Moral of the story? Get a chain checking tool and use it regularly

quixoticgeek

  • Mostly Harmless
Re: Chainring wear
« Reply #2 on: 16 May, 2019, 05:32:25 pm »
Yes replace, it's dangerous. No need to replace inner.  Its fucked because you've either been massively cross chaining and/or riding with worn out chain....in which case you'll probably need a new cassette and chain too.

Moral of the story? Get a chain checking tool and use it regularly

I have one, I check regularly, It's currently at >0.75%.

Tho I've probably cross chained a fair bit... It's done about 16Mm.

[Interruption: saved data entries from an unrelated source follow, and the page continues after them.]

use chrono::NaiveDate;
use mentorship_backend::validation::{cycle, evaluation, matching, program};

fn date(y: i32, m: u32, d: u32) -> NaiveDate {
    NaiveDate::from_ymd_opt(y, m, d).expect("valid date")
}

#[test]
fn validate_create_cycle_rules() {
    assert!(cycle::validate_create_cycle("Autumn", date(2026, 9, 1), date(2026, 12, 1), 10).is_ok());
    assert!(cycle::validate_create_cycle(" ", date(2026, 9, 1), date(2026, 12, 1), 10).is_err());
    assert!(cycle::validate_create_cycle("Autumn", date(2026, 12, 1), date(2026, 9, 1), 10).is_err());
    assert!(cycle::validate_create_cycle("Autumn", date(2026, 9, 1), date(2026, 9, 1), 10).is_err());
    assert!(cycle::validate_create_cycle("Autumn", date(2026, 9, 1), date(2026, 12, 1), 0).is_err());
}

#[test]
fn validate_min_score_bounds() {
    assert!(matching::validate_min_score(0).is_ok());
    assert!(matching::validate_min_score(70).is_ok());
    assert!(matching::validate_min_score(100).is_ok());
    assert!(matching::validate_min_score(-1).is_err());
    assert!(matching::validate_min_score(101).is_err());
}

#[test]
fn validate_rating_bounds() {
    assert!(evaluation::validate_ratings(&[1, 3, 5]).is_ok());
    assert!(evaluation::validate_ratings(&[0, 3, 5]).is_err());
    assert!(evaluation::validate_ratings(&[1, 6, 5]).is_err());
    assert!(evaluation::validate_ratings(&[]).is_ok());
}

#[test]
fn validate_task_and_week_rules() {
    assert!(program::validate_task_title("Read the ownership chapter").is_ok());
    assert!(program::validate_task_title("   ").is_err());
    assert!(program::validate_week(1).is_ok());
    assert!(program::validate_week(0).is_err());
    assert!(program::validate_week(-3).is_err());
}
use mentorship_backend::db::enums::{
    CycleStatus, MatchStatus, MentorshipStatus, ProgramStatus, TaskStatus,
};

#[test]
fn cycle_transition_table_is_exactly_forward() {
    let all = [
        CycleStatus::Upcoming,
        CycleStatus::Active,
        CycleStatus::Completed,
    ];
    let allowed = [
        (CycleStatus::Upcoming, CycleStatus::Active),
        (CycleStatus::Active, CycleStatus::Completed),
    ];
    for from in all {
        for to in all {
            assert_eq!(
                from.can_transition(to),
                allowed.contains(&(from, to)),
                "{:?} -> {:?}",
                from,
                to
            );
        }
    }
}

#[test]
fn match_transition_table_resolves_pending_once() {
    let all = [
        MatchStatus::Pending,
        MatchStatus::Approved,
        MatchStatus::Rejected,
    ];
    let allowed = [
        (MatchStatus::Pending, MatchStatus::Approved),
        (MatchStatus::Pending, MatchStatus::Rejected),
    ];
    for from in all {
        for to in all {
            assert_eq!(
                from.can_transition(to),
                allowed.contains(&(from, to)),
                "{:?} -> {:?}",
                from,
                to
            );
        }
    }
}

#[test]
fn mentorship_transition_table_matches_the_lifecycle() {
    let all = [
        MentorshipStatus::Pending,
        MentorshipStatus::Active,
        MentorshipStatus::Completed,
        MentorshipStatus::Cancelled,
    ];
    let allowed = [
        (MentorshipStatus::Pending, MentorshipStatus::Active),
        (MentorshipStatus::Pending, MentorshipStatus::Cancelled),
        (MentorshipStatus::Active, MentorshipStatus::Completed),
        (MentorshipStatus::Active, MentorshipStatus::Cancelled),
    ];
    for from in all {
        for to in all {
            assert_eq!(
                from.can_transition(to),
                allowed.contains(&(from, to)),
                "{:?} -> {:?}",
                from,
                to
            );
        }
    }
}

#[test]
fn program_and_task_tables_only_complete_forward() {
    assert!(ProgramStatus::Active.can_transition(ProgramStatus::Completed));
    assert!(!ProgramStatus::Completed.can_transition(ProgramStatus::Active));

    let all = [
        TaskStatus::Pending,
        TaskStatus::InProgress,
        TaskStatus::Completed,
    ];
    let allowed = [
        (TaskStatus::Pending, TaskStatus::InProgress),
        (TaskStatus::Pending, TaskStatus::Completed),
        (TaskStatus::InProgress, TaskStatus::Completed),
    ];
    for from in all {
        for to in all {
            assert_eq!(
                from.can_transition(to),
                allowed.contains(&(from, to)),
                "{:?} -> {:?}",
                from,
                to
            );
        }
    }
}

I've ordered a new one. I ordered a new inner ring too, as it's only €7. Useful to have ready.

J

--
Beer, bikes, and backpacking
http://b.42q.eu/

Re: Chainring wear
« Reply #3 on: 16 May, 2019, 05:35:53 pm »
Use the inner a ring a bit more then  ;D

zigzag

  • unfuckwithable
Re: Chainring wear
« Reply #4 on: 16 May, 2019, 05:51:59 pm »
it would last twice as long if it wasn't so dirty! :o
keeping the chain on with a 0.7+ % stretch accelerates the wear of cassettes and chainrings quite a bit too.
add to it the size of it (small) and cross-chaining, so no wonder it did not last that long. good thing is they are cheap and easy to replace.

Re: Chainring wear
« Reply #5 on: 16 May, 2019, 06:25:38 pm »
there's quite a lot of metal missing from the side of each tooth as well as from the tooth profile. You'll see better when you get the new chainrings, but some of the teeth are always shorter than the others to make so-called 'shift gates' on the big ring. Clumsy shifting can knock the tops off the teeth, and running with a worn chain tends to make for hooked teeth.

The metal missing from the sides of the teeth has been removed by cross-chaining; a dirty chain won't have helped.   Bottom level shimano chainrings are pretty soft but posher ones (and some aftermarket ones) are made in a much harder material and may last much longer.

FWIW the chainline you get on a MTB 10s double on a 135mm rear hub is far from good really.  With a 9s cassette on a 135mm hub the middle of the cassette is at a chainline of ~45mm. With a 10s cassette it is slightly to the left of that (because of the dished #1 sprocket), but the chainline of a MTB  chainset is ~50mm.  This means that the big ring is in line with the third or fourth smallest sprocket, and if you use the big ring and the bigger sprockets, it is doing thoroughly horrid things to the transmission. 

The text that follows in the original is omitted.